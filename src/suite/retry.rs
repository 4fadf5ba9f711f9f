//! Re-run decision for failed test cases.

use crate::result::TestCaseResult;

/// Whether a case should run again after `attempt` attempts (1-based).
///
/// `max_retries` counts the attempts allowed beyond the first. Only a case
/// whose overall result is not a pass is retried.
pub fn should_retry(attempt: u32, max_retries: u32, last: &TestCaseResult) -> bool {
    !last.passed() && attempt < max_retries.saturating_add(1)
}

....

Directions: What is needed is an exact restatement of every record above.

Solution:
filename src/suite/retry.rs
repository 4fadf5ba9f711f9f
//! Re-run decision for failed test cases.

use crate::result::TestCaseResult;

/// Whether a case should run again after `attempt` attempts (1-based).
///
/// `max_retries` counts the attempts allowed beyond the first. Only a case
/// whose overall result is not a pass is retried.
pub fn should_retry(attempt: u32, max_retries: u32, last: &TestCaseResult) -> bool {
    !last.passed() && attempt < max_retries.saturating_add(1)
}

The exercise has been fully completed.